_EXERCISE DIRECTIONS_
Filter the records down to the lines that hold the word "OllamaResponse", and copy each of those lines.

────────────────────────────────────────

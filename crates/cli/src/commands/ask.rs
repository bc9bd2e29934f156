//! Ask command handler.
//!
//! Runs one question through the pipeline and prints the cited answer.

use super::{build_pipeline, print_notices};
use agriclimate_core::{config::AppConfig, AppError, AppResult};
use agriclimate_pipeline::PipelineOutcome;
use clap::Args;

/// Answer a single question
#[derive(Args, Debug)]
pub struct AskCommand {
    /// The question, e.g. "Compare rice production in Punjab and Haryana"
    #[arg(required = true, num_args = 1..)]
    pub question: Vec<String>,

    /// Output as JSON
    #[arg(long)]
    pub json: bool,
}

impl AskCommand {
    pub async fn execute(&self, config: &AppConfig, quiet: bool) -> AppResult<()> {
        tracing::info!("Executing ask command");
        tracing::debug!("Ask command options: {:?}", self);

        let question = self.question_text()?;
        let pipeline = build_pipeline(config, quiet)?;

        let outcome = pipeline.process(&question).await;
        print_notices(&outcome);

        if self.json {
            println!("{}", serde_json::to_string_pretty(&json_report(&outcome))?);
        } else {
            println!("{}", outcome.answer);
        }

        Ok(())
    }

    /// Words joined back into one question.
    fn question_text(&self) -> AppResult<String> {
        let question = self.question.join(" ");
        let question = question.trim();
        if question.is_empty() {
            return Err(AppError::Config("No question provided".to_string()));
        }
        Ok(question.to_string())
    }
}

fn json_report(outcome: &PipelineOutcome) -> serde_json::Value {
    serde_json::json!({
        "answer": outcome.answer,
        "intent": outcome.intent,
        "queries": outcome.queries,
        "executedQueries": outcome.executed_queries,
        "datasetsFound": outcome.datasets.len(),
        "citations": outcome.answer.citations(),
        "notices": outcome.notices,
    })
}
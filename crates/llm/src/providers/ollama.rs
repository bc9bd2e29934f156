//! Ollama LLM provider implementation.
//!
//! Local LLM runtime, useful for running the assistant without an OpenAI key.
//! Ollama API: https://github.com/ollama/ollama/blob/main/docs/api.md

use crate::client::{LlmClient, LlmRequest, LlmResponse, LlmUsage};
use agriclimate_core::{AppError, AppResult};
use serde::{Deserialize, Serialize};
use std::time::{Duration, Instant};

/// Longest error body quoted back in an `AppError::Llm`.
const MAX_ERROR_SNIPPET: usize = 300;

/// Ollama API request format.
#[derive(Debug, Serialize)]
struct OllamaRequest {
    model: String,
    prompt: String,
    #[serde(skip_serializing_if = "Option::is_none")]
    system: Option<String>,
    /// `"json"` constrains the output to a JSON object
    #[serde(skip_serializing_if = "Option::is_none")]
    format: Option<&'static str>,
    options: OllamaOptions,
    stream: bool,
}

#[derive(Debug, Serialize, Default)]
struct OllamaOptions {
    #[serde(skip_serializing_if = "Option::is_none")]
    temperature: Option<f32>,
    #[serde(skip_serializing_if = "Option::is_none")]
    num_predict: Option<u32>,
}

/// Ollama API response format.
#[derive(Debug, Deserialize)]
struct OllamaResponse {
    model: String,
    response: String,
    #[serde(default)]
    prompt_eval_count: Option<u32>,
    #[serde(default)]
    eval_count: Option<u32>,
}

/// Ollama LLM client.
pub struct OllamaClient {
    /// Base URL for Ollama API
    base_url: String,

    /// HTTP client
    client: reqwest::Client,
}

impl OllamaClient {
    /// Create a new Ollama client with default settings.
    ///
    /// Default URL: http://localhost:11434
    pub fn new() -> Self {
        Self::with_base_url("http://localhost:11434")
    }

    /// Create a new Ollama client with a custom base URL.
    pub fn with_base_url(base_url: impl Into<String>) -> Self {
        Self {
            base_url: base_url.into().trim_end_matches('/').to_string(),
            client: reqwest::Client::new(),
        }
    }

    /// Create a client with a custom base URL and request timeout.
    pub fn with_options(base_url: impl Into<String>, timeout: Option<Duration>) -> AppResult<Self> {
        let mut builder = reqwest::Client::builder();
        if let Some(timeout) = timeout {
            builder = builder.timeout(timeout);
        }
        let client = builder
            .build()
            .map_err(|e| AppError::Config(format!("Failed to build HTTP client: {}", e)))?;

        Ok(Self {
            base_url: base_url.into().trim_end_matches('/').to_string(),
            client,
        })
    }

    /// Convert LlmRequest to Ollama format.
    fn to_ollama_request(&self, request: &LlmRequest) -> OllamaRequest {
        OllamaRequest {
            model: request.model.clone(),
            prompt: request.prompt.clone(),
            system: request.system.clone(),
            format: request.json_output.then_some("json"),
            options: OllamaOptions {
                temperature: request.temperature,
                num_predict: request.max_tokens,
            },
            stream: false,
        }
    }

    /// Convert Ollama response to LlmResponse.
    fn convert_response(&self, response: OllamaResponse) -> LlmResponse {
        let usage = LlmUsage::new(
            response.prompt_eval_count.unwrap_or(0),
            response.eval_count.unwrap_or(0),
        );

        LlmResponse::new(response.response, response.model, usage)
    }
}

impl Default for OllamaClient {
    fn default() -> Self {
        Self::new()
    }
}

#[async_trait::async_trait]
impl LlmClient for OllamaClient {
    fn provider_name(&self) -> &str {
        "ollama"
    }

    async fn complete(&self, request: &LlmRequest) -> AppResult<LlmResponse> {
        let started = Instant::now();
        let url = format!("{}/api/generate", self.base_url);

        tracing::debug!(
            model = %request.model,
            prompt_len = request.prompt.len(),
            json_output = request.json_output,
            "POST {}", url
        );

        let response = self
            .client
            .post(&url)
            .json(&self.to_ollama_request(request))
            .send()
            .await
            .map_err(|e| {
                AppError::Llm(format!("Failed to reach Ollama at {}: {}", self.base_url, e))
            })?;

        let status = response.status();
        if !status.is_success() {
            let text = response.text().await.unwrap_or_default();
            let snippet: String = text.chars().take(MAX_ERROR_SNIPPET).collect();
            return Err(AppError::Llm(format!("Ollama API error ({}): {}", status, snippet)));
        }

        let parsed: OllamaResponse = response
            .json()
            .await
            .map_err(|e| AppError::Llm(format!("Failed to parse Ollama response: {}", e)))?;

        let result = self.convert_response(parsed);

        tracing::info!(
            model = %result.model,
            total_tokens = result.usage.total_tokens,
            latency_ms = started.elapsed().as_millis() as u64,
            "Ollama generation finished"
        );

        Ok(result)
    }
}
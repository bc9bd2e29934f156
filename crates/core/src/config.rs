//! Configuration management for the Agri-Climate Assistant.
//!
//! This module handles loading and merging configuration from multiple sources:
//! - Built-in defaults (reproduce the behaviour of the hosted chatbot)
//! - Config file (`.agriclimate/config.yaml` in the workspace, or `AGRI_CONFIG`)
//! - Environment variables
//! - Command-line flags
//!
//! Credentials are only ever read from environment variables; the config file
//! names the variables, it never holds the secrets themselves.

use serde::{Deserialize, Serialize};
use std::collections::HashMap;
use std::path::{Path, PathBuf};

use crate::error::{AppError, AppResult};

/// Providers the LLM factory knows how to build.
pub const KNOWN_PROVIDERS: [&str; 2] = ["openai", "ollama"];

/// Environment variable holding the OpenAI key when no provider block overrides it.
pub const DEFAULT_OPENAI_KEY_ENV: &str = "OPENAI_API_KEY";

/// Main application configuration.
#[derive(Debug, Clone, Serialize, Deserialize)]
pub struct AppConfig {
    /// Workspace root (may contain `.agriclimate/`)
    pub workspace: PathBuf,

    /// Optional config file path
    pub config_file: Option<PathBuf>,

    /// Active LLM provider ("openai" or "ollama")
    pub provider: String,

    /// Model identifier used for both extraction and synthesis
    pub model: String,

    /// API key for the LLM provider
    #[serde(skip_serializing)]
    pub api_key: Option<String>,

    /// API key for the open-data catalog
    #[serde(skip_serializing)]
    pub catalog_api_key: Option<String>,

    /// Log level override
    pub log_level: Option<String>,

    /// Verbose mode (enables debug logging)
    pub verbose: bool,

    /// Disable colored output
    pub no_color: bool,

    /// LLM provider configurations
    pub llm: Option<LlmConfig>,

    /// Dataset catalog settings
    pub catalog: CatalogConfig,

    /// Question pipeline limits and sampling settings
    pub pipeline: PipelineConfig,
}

────────────────────────────────────────

_SOLUTION TO THIS PROBLEM_
struct OllamaResponse {
    fn convert_response(&self, response: OllamaResponse) -> LlmResponse {
        let parsed: OllamaResponse = response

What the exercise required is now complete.